In recent years, the Netherlands, Belgium, Canada, and Spain have recognized marriages between people of the same sex. Several other countries recognize civil unions with similar legal effect.
An even wider range of countries have laws against discrimination on the basis of a person's sexual orientation, in areas like housing and employment. Yet in the world's largest democracy, India, sex between two men remains a crime punishable, according to statute, by imprisonment for life.
India is not, of course, the only nation to retain severe punishments for homosexuality. In some Islamic nations, Afghanistan, Iran, Iraq, Saudi Arabia and Yemen, for instance, sodomy is a crime for which the maximum penalty is death. But the retention of such laws is easier to understand in the case of countries that incorporate religious teachings into their criminal law,no matter how much others may regret it , than in a secular democracy like India.

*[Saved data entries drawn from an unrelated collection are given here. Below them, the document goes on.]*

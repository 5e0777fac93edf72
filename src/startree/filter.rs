//! 星型树过滤：把维度谓词与 group-by 列映射到星型树文档集合
//!
//! BFS 下降，每下一层就把该层维度从剩余谓词列、剩余 group-by 列中去掉：
//! - 两者都已为空：取节点的聚合文档
//! - 叶子：取原始区间 `[start, end)`，再用叶子上剩余的谓词逐行过滤
//! - 非叶子：子维度有谓词则走匹配的孩子；子维度既无谓词、也不被 group-by、
//!   也不在任何已到达叶子的剩余谓词里时走 star 孩子；否则走全部非 star 孩子
//!
//! 一个节点要么贡献聚合文档，要么贡献原始区间，不会两者都有。

use std::collections::{HashMap, HashSet, VecDeque};
use std::sync::Arc;
use roaring::RoaringBitmap;
use tracing::trace;
use crate::common::{DictId, DocId, Result};
use super::node::ALL;
use super::store::StarTree;
use super::tree::StarTreeNodeRef;

struct SearchEntry<'a> {
    node:                 StarTreeNodeRef<'a>,
    remaining_predicates: HashSet<&'a str>,
    remaining_group_by:   HashSet<&'a str>,
}

pub struct StarTreeFilterOperator {
    star_tree:         Arc<StarTree>,
    /// 维度 → 升序、去重的匹配 dict_id
    matching_dict_ids: HashMap<String, Vec<DictId>>,
    group_by_columns:  HashSet<String>,
}

impl StarTreeFilterOperator {
    pub fn new(
        star_tree:         Arc<StarTree>,
        matching_dict_ids: HashMap<String, Vec<DictId>>,
        group_by_columns:  HashSet<String>,
    ) -> Self {
        Self { star_tree, matching_dict_ids, group_by_columns }
    }

    pub fn star_tree(&self) -> &Arc<StarTree> { &self.star_tree }

    /// 匹配的星型树文档
    pub fn get_bitmap(&self) -> Result<RoaringBitmap> {
        let mut result = RoaringBitmap::new();
        // 任何谓词都没有匹配值时结果为空
        if self.matching_dict_ids.values().any(Vec::is_empty) {
            return Ok(result);
        }

        let tree  = self.star_tree.tree();
        let names = tree.dimension_names();
        let mut global_remaining: HashSet<&str> = HashSet::new();
        let mut leaves: Vec<(StarTreeNodeRef<'_>, HashSet<&str>)> = Vec::new();

        let mut queue = VecDeque::new();
        queue.push_back(SearchEntry {
            node:                 tree.root(),
            remaining_predicates: self.matching_dict_ids.keys().map(String::as_str).collect(),
            remaining_group_by:   self.group_by_columns.iter().map(String::as_str).collect(),
        });

        while let Some(entry) = queue.pop_front() {
            let node = entry.node;
            if entry.remaining_predicates.is_empty() && entry.remaining_group_by.is_empty() {
                if node.aggregated_doc_id() >= 0 {
                    result.insert(node.aggregated_doc_id() as u32);
                }
                continue;
            }
            if node.is_leaf() {
                global_remaining.extend(entry.remaining_predicates.iter().copied());
                leaves.push((node, entry.remaining_predicates));
                continue;
            }

            let child_dim = names[node.child_dimension_id() as usize].as_str();
            let mut remaining_predicates = entry.remaining_predicates.clone();
            let mut remaining_group_by   = entry.remaining_group_by.clone();
            remaining_predicates.remove(child_dim);
            remaining_group_by.remove(child_dim);
            let mut push = |child| {
                queue.push_back(SearchEntry {
                    node: child,
                    remaining_predicates: remaining_predicates.clone(),
                    remaining_group_by: remaining_group_by.clone(),
                });
            };

            if let Some(ids) = entry.remaining_predicates.contains(child_dim)
                .then(|| self.matching_dict_ids.get(child_dim))
                .flatten()
            {
                for id in ids {
                    if let Some(child) = node.child_for_dimension_value(*id) {
                        push(child);
                    }
                }
                continue;
            }

            let star = (!global_remaining.contains(child_dim) && !self.group_by_columns.contains(child_dim))
                .then(|| node.child_for_dimension_value(ALL))
                .flatten();
            match star {
                Some(star) => push(star),
                None => node.children()
                    .filter(|c| c.dimension_value() != ALL)
                    .for_each(push),
            }
        }

        for (leaf, remaining) in leaves {
            self.add_leaf_range(&mut result, leaf, &remaining)?;
        }
        trace!(docs = result.len(), "star-tree filter");
        Ok(result)
    }

    fn add_leaf_range(
        &self,
        result:    &mut RoaringBitmap,
        leaf:      StarTreeNodeRef<'_>,
        remaining: &HashSet<&str>,
    ) -> Result<()> {
        let (start, end) = (leaf.start_doc_id() as u32, leaf.end_doc_id() as u32);
        if remaining.is_empty() {
            result.insert_range(start..end);
            return Ok(());
        }
        let mut checks = Vec::with_capacity(remaining.len());
        for column in remaining {
            let source = self.star_tree.data_source(column)?;
            checks.push((source, &self.matching_dict_ids[*column]));
        }
        for doc in start..end {
            let matched = checks.iter().all(|(source, ids)| {
                source.dict_id(doc as DocId).map_or(false, |id| ids.binary_search(&id).is_ok())
            });
            if matched {
                result.insert(doc);
            }
        }
        Ok(())
    }
}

Anyone who has visited India and seen the sexually explicit temple carvings that are common there will know that the Hindu tradition has a less prudish attitude to sex than Christianity.
India's prohibition of homosexuality dates back to 1861, when the British ruled the subcontinent and imposed Victorian morality upon it. It is ironic, therefore, that Britain has long ago repealed its own similar prohibition, while India retains its law as a colonial relic.
Fortunately, the prohibition of sodomy in India is not enforced. Yet it provides a basis for blackmail and harassment of homosexuals, and has made it more difficult for groups that educate people about HIV and AIDS to carry out their work.
Vikram Seth, the author of A Suitable Boy and other fine novels, recently published an open letter to the government of India calling for a repeal of the law that makes homosexuality a crime. Many other notable Indians signed the letter, while still others, including the Nobel Laureate Amartya Sen, have given it their support. A legal challenge to the law is currently before the high court in Delhi.
Around the time when India's prohibition of sodomy was enacted, John Stuart Mill was writing his celebrated essay On Liberty, in which he put forward the following principle: "the only purpose for which power can be rightfully exercised over any member of a civilized community, against his will, is to prevent harm to others. His own good, either physical or moral, is not sufficient warrant ... Over himself, over his own body and mind, the individual is sovereign."
Mill's principle is not universally accepted. The distinguished 20th century British philosopher of law, H.L.A. Hart, argued for a partial version of Mill's principle.
Where Mill says that the good of the individual, "either physical or moral, is not sufficient warrant for state interference, Hart says that the individual's physical good is sufficient warrant, if individuals are likely to neglect their own best interests and the interference with their liberty is slight. For example, the state may require us to wear a seatbelt when driving, or a helmet when riding a motorcycle.
But Hart sharply distinguished such legal paternalism from legal moralism. He rejected the prohibition on moral grounds of actions that do not lead to physical harm. The state may not, on his view, make homosexuality criminal on the grounds that it is immoral.